Records from a data collection
//! CSV row source for AWS usage reports.
//!
//! A [`CsvSource`] can be opened any number of times; each [`CsvSource::open`]
//! starts a fresh pass from the top of the input, skipping the header row.

use std::fs::File;
use std::io::{Cursor, Read};
use std::path::{Path, PathBuf};
use std::sync::Arc;

use billing_core::models::RawRow;
use billing_core::{BillingError, Result};
use tracing::debug;

// ── Public API ────────────────────────────────────────────────────────────────

/// Where report rows come from.
#[derive(Debug, Clone)]
pub struct CsvSource {
    origin: Origin,
}

#[derive(Debug, Clone)]
enum Origin {
    File(PathBuf),
    Memory(Arc<[u8]>),
}

impl CsvSource {
    /// Rows read from a file on disk.  The file is opened lazily, once per pass.
    pub fn from_path(path: impl Into<PathBuf>) -> Self {
        Self {
            origin: Origin::File(path.into()),
        }
    }

    /// Rows read from an in-memory report, header row included.
    pub fn from_text(text: impl Into<String>) -> Self {
        let bytes: Arc<[u8]> = Arc::from(text.into().into_bytes());
        Self {
            origin: Origin::Memory(bytes),
        }
    }

    /// Path of a file-backed source.
    pub fn path(&self) -> Option<&Path> {
        match &self.origin {
            Origin::File(path) => Some(path),
            Origin::Memory(_) => None,
        }
    }

    /// Start a new pass over the rows.
    ///
    /// The file handle lives inside the returned iterator and is closed when
    /// it is dropped, whether the pass finished or stopped on an error.
    pub fn open(&self) -> Result<CsvRows> {
        let input: Box<dyn Read> = match &self.origin {
            Origin::File(path) => {
                debug!("Opening usage report {}", path.display());
                let file = File::open(path).map_err(|source| BillingError::FileRead {
                    path: path.clone(),
                    source,
                })?;
                Box::new(file)
            }
            Origin::Memory(bytes) => Box::new(Cursor::new(Arc::clone(bytes))),
        };

        let reader = csv::ReaderBuilder::new()
            .has_headers(true)
            .flexible(true)
            .from_reader(input);

        Ok(CsvRows {
            records: reader.into_records(),
        })
    }
}

/// One pass over a report's data rows.
pub struct CsvRows {
    records: csv::StringRecordsIntoIter<Box<dyn Read>>,
}

impl Iterator for CsvRows {
    type Item = Result<RawRow>;

    fn next(&mut self) -> Option<Self::Item> {
        let record = match self.records.next()? {
            Ok(record) => record,
            Err(e) => return Some(Err(BillingError::Csv(e))),
        };
        let line = record.position().map(|p| p.line()).unwrap_or(0);
        let fields = record.iter().map(str::to_string).collect();
        Some(Ok(RawRow::new(line, fields)))
    }
}

// ── Tests ─────────────────────────────────────────────────────────────────────
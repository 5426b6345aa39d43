//! HTML page output.
//!
//! Series are encoded as a pretty-printed JSON array (4-space indent) and
//! substituted into a page template at the `%(data)s` placeholder.  `%%` in
//! the template stands for a literal `%`.

use std::path::{Path, PathBuf};

use billing_core::models::DataSeries;
use billing_core::{BillingError, Result};
use serde::Serialize;
use tracing::{debug, info};

/// Placeholder replaced by the series JSON.
pub const DATA_PLACEHOLDER: &str = "%(data)s";

const JSON_INDENT: &[u8] = b"    ";

// ── JSON ──────────────────────────────────────────────────────────────────────

/// Encode series as the JSON document embedded in a page.
pub fn encode_series(series: &[DataSeries]) -> Result<String> {
    let mut buf = Vec::new();
    let formatter = serde_json::ser::PrettyFormatter::with_indent(JSON_INDENT);
    let mut ser = serde_json::Serializer::with_formatter(&mut buf, formatter);
    series.serialize(&mut ser)?;
    // serde_json only emits UTF-8, so nothing is ever replaced here.
    Ok(String::from_utf8_lossy(&buf).into_owned())
}

// ── PageTemplate ──────────────────────────────────────────────────────────────

/// An HTML/JS page with a `%(data)s` placeholder.
#[derive(Debug, Clone)]
pub struct PageTemplate {
    path: PathBuf,
    text: String,
}

impl PageTemplate {
    /// Read the template at `path`.
    pub fn load(path: impl Into<PathBuf>) -> Result<Self> {
        let path = path.into();
        let text = std::fs::read_to_string(&path).map_err(|source| BillingError::FileRead {
            path: path.clone(),
            source,
        })?;
        debug!("Loaded template {} ({} bytes)", path.display(), text.len());
        Ok(Self { path, text })
    }

    /// Template from text; `path` is only used in error messages.
    pub fn from_text(path: impl Into<PathBuf>, text: impl Into<String>) -> Self {
        Self {
            path: path.into(),
            text: text.into(),
        }
    }

    pub fn path(&self) -> &Path {
        &self.path
    }

    /// Substitute `data` for the placeholder and unescape `%%`.
    ///
    /// Any other `%` directive is an error.
    pub fn render(&self, data: &str) -> Result<String> {
        let mut out = String::with_capacity(self.text.len() + data.len());
        let mut rest = self.text.as_str();

        while let Some(pos) = rest.find('%') {
            out.push_str(&rest[..pos]);
            let directive = &rest[pos..];

            if let Some(after) = directive.strip_prefix("%%") {
                out.push('%');
                rest = after;
            } else if let Some(after) = directive.strip_prefix(DATA_PLACEHOLDER) {
                out.push_str(data);
                rest = after;
            } else {
                let offset = self.text.len() - directive.len();
                let snippet: String = directive.chars().take(12).collect();
                return Err(BillingError::Template {
                    path: self.path.clone(),
                    message: format!("unsupported directive \"{snippet}\" at byte {offset}"),
                });
            }
        }

        out.push_str(rest);
        Ok(out)
    }
}

// ── PageWriter ────────────────────────────────────────────────────────────────

/// One chart's finished series, ready to render.
#[derive(Debug, Clone, PartialEq)]
pub struct ChartPage {
    pub name: String,
    pub series: Vec<DataSeries>,
}

/// Writes `<chart>.html` pages into an output directory.
#[derive(Debug, Clone)]
pub struct PageWriter {
    template: PageTemplate,
    output_dir: PathBuf,
}

impl PageWriter {
    pub fn new(template: PageTemplate, output_dir: impl Into<PathBuf>) -> Self {
        Self {
            template,
            output_dir: output_dir.into(),
        }
    }

    /// Where the page for `chart_name` goes.
    pub fn page_path(&self, chart_name: &str) -> PathBuf {
        self.output_dir.join(format!("{chart_name}.html"))
    }

    /// Full HTML of one page.
    pub fn render(&self, page: &ChartPage) -> Result<String> {
        self.template.render(&encode_series(&page.series)?)
    }

    /// Render every page, then write them all.
    ///
    /// Nothing is written if any page fails to render.  Returns the paths
    /// written, in page order.
    pub fn write_all(&self, pages: &[ChartPage]) -> Result<Vec<PathBuf>> {
        let rendered = pages
            .iter()
            .map(|page| -> Result<(PathBuf, String)> {
                Ok((self.page_path(&page.name), self.render(page)?))
            })
            .collect::<Result<Vec<_>>>()?;

        let mut written = Vec::with_capacity(rendered.len());
        for (path, html) in rendered {
            std::fs::write(&path, html).map_err(|source| BillingError::FileWrite {
                path: path.clone(),
                source,
            })?;
            info!("Wrote {}", path.display());
            written.push(path);
        }
        Ok(written)
    }
}

// ── Tests ─────────────────────────────────────────────────────────────────────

- AIM OF THE EXERCISE:
Report every line in the data above in which the word "const" appears.

- ANSWER TO THE EXERCISE:
pub const DATA_PLACEHOLDER: &str = "%(data)s";
const JSON_INDENT: &[u8] = b"    ";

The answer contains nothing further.